- _WHAT IS NEEDED_: The answer must consist of the entire listing, repeated exactly.

- _DATASET EXTRACT_:

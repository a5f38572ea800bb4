//! Core trait and types for interpreter implementations.
//!
//! This crate provides the shared interface for turning one free-text
//! message into a structured dashboard entry. It defines:
//!
//! - [`Interpreter`] - The trait that all interpreter implementations must implement
//! - [`Interpretation`] / [`ParsedEntry`] - The structured result of one message
//! - [`InterpreterError`] - Error types for interpretation
//! - Category helpers ([`category_emoji`], [`KNOWN_CATEGORIES`])
//!
//! # Example
//!
//! ```rust
//! use parser_core::{Interpretation, Interpreter, InterpreterError, ParsedEntry};
//! use async_trait::async_trait;
//!
//! struct TodoEverything;
//!
//! #[async_trait]
//! impl Interpreter for TodoEverything {
//!     async fn interpret(&self, text: &str) -> Result<Interpretation, InterpreterError> {
//!         Ok(Interpretation::Entry(ParsedEntry {
//!             category: "todos".to_string(),
//!             data: serde_json::json!({ "task": text }),
//!             confidence: None,
//!         }))
//!     }
//!
//!     fn name(&self) -> &str {
//!         "TodoEverything"
//!     }
//! }
//! ```

mod error;
mod trait_def;
mod types;

pub use error::InterpreterError;
pub use trait_def::Interpreter;
pub use types::{category_emoji, Interpretation, ParsedEntry, KNOWN_CATEGORIES};

// Re-export async_trait for convenience
pub use async_trait::async_trait;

- _SOLVED PROBLEM_:
repository a5f38572ea800bb4
//! Core trait and types for interpreter implementations.
//!
//! This crate provides the shared interface for turning one free-text
//! message into a structured dashboard entry. It defines:
//!
//! - [`Interpreter`] - The trait that all interpreter implementations must implement
//! - [`Interpretation`] / [`ParsedEntry`] - The structured result of one message
//! - [`InterpreterError`] - Error types for interpretation
//! - Category helpers ([`category_emoji`], [`KNOWN_CATEGORIES`])
//!
//! # Example
//!
//! ```rust
//! use parser_core::{Interpretation, Interpreter, InterpreterError, ParsedEntry};
//! use async_trait::async_trait;
//!
//! struct TodoEverything;
//!
//! #[async_trait]
//! impl Interpreter for TodoEverything {
//!     async fn interpret(&self, text: &str) -> Result<Interpretation, InterpreterError> {
//!         Ok(Interpretation::Entry(ParsedEntry {
//!             category: "todos".to_string(),
//!             data: serde_json::json!({ "task": text }),
//!             confidence: None,
//!         }))
//!     }
//!
//!     fn name(&self) -> &str {
//!         "TodoEverything"
//!     }
//! }
//! ```

mod error;
mod trait_def;
mod types;

pub use error::InterpreterError;
pub use trait_def::Interpreter;
pub use types::{category_emoji, Interpretation, ParsedEntry, KNOWN_CATEGORIES};

// Re-export async_trait for convenience
pub use async_trait::async_trait;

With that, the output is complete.